Отставной солдатъ въ старой рваной шинели, съ сапожными колодками подъ мыш-
кой, сердито двигалъ сѣрыми подстриженными усами и хмуро бормоталъ:

— Жиды мутятъ. Черезъ нихъ все... Теперь обойти съ фланговъ, да и уварить въ приклады—мокренько бы стало... Были мы въ Польшѣ на усмиреніи...

— ... Ахъ, молодежь, молодежь! Какъ она безразсудно губитъ себя...

— Нѣтъ вы, господинъ, подумайте, каково ихнимъ родителямъ. Чай, сердце кровью обливается...

— Эго точно... Кому пріятно?

... — И съ чего они бунтуютъ? Чего имъ, путанникамъ, не достаетъ!

— Слободы, тетка!

— Слава те, Господи, вѣкъ безъ эфтаго жили...

— ... Кумъ, а кумъ, куда те лѣшій несетъ? Аль нагайки не пробовалъ? Посто-ой.. дурья голова. Держи-ись...

— Пусти-и,—отмахивался пьяный мужичёнка,—пусти-и, Митрій! Не замай.. Сыпь на середку... Слобода вышла.

— ... Взять бы ихъ въ приклады!

— ... Смотри, Оля, знамя какое... Буквы то золотыя: „Россійская соціалъ демократическая...“  Ахъ, Господа, какъ толкаются!

— Осади, осади назадъ!

— Проходите, господа, убѣдительно прошу—проходите!

— Ишь, фараоны...

— ... Граждане, въ этотъ знаменательный день, когда ряды пролетаріата...

— Правильно! Ахъ, дуйте те горой! Разодо-олжилъ!

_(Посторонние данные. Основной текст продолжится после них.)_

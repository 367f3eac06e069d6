//! Per-field validation state machine.
//!
//! A field starts `Untouched`. Input events move it to `Valid` or
//! `Invalid(reason)` whenever the active [`ValidationMode`] says the event
//! should trigger validation; otherwise the state is left as it was.

use crate::error::ValidationError;
use serde::{Deserialize, Serialize};

#[derive(Debug, Clone, PartialEq, Eq, Default)]
pub enum FieldState {
    #[default]
    Untouched,
    Valid,
    Invalid(ValidationError),
}

impl FieldState {
    pub fn is_valid(&self) -> bool {
        matches!(self, FieldState::Valid)
    }

    pub fn is_untouched(&self) -> bool {
        matches!(self, FieldState::Untouched)
    }

    pub fn error(&self) -> Option<&ValidationError> {
        match self {
            FieldState::Invalid(error) => Some(error),
            _ => None,
        }
    }

    /// Applies `event` and returns whether the state was re-evaluated.
    ///
    /// `validate` is only called when the event triggers validation.
    pub fn on_event<F>(
        &mut self,
        event: FieldEvent,
        mode: ValidationMode,
        submitted: bool,
        validate: F,
    ) -> bool
    where
        F: FnOnce() -> Result<(), ValidationError>,
    {
        if !mode.triggers(event, submitted) {
            return false;
        }
        *self = match validate() {
            Ok(()) => FieldState::Valid,
            Err(error) => FieldState::Invalid(error),
        };
        true
    }
}

#[derive(Debug, Clone, Copy, PartialEq, Eq)]
pub enum FieldEvent {
    /// The value was edited.
    Change,
    /// Focus left the field.
    Blur,
    /// The form is being submitted.
    Submit,
}

/// When validation runs before the first submit attempt.
///
/// After a submit attempt every change re-validates, whatever the mode.
#[derive(Debug, Clone, Copy, PartialEq, Eq, Default, Serialize, Deserialize)]
#[serde(rename_all = "snake_case")]
pub enum ValidationMode {
    #[default]
    OnSubmit,
    OnChange,
    OnBlur,
    All,
}

impl ValidationMode {
    pub fn triggers(self, event: FieldEvent, submitted: bool) -> bool {
        match event {
            FieldEvent::Submit => true,
            FieldEvent::Change => {
                submitted || matches!(self, ValidationMode::OnChange | ValidationMode::All)
            }
            FieldEvent::Blur => matches!(self, ValidationMode::OnBlur | ValidationMode::All),
        }
    }
}

#[cfg(test)]
mod tests {
    use super::*;
    use crate::draft::SignupField;

    fn fail() -> Result<(), ValidationError> {
        Err(ValidationError::Required(SignupField::Id))
    }

    #[test]
    fn test_on_submit_mode_ignores_change_and_blur_before_submit() {
        let mut state = FieldState::default();
        assert!(!state.on_event(FieldEvent::Change, ValidationMode::OnSubmit, false, fail));
        assert!(!state.on_event(FieldEvent::Blur, ValidationMode::OnSubmit, false, fail));
        assert!(state.is_untouched());

        assert!(state.on_event(FieldEvent::Submit, ValidationMode::OnSubmit, false, fail));
        assert_eq!(
            state.error(),
            Some(&ValidationError::Required(SignupField::Id))
        );
    }

    #[test]
    fn test_change_revalidates_after_submit() {
        let mut state = FieldState::Invalid(ValidationError::EmailFormat);
        assert!(state.on_event(FieldEvent::Change, ValidationMode::OnSubmit, true, || Ok(())));
        assert!(state.is_valid());
    }

    #[test]
    fn test_blur_mode() {
        let mut state = FieldState::default();
        assert!(!state.on_event(FieldEvent::Change, ValidationMode::OnBlur, false, fail));
        assert!(state.on_event(FieldEvent::Blur, ValidationMode::OnBlur, false, fail));
        assert!(state.error().is_some());
    }

    #[test]
    fn test_all_mode_triggers_everything() {
        for event in [FieldEvent::Change, FieldEvent::Blur, FieldEvent::Submit] {
            assert!(ValidationMode::All.triggers(event, false));
        }
    }

    #[test]
    fn test_validate_not_called_when_not_triggered() {
        let mut state = FieldState::Valid;
        let mut called = false;
        state.on_event(FieldEvent::Blur, ValidationMode::OnChange, false, || {
            called = true;
            Ok(())
        });
        assert!(!called);
        assert!(state.is_valid());
    }
}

— ... Знамя рабочаго класса...

— Проходите, ее задерживайтесь!

— Охъ, батюшки, мальчонку задавили! Отцы мои...

— Сторонись, тетка!

... Любопытные все пребывали.

На тротуарахъ становилось тѣсно.

Гулъ перекрестныхъ фразъ, отрывистыхъ восклицаній стоялъ надъ толпой.

... Между тѣмъ демонстранты медленно, но увѣренно подвигались по улицѣ.

Путь пока былъ свободенъ.

Въ ихъ рядахъ преобладали молодыя безбородыя лица.

Сотни глазъ блестѣли юношескимъ энтузiазмомъ.
Въ первомъ ряду выдѣлялся молодой рабочій, несшій знамя.

Его руки, черныя отъ копоти горна, крѣпко сжимали древко.

Лицо, поблѣднѣвшее отъ внутренняго волненія, хранило отпечатокъ глубокаго чувства...

— Товарищи,—марсельезу!

И сразу сотни голосовъ бросили въ морозный сухой воздухъ зажигающія слова пѣсни.

„Отречемся отъ стараго міра“...

Было странно, жутко и грустно слышать огненныя, полныя призыва слова въ холодномъ туманѣ зимняго дня, среди враждебно притаившейся улицы, съ ея безграмотными вывѣсками, съ самодовольно-аляповатой архитектурой купеческихъ домовъ...

— Вставай, поднимайся...—гремѣла пѣсня.

И казалось, что всѣ эти молодые, смѣлые, горячіе люди, такъ открыто поднявшіе знамя протеста, стучатся въ какія то крѣпко запертый двери.

Стучатся, но не получаютъ отвѣта...

... Морозный туманъ напоминалъ о сумрачномъ кошмарѣ обывательщины, въ которой коснѣлъ городъ.

... Море головъ на тротуарахъ вдоль улицы, въ переулкахъ, сливалось въ одно цѣлое—тупо-равнодушное и мертвое...

... Марсельеза замолкла.

На смѣну ей гнѣвно поплыли звуки Варшавянки.

... Старый городъ сторожко и враждебно молчалъ.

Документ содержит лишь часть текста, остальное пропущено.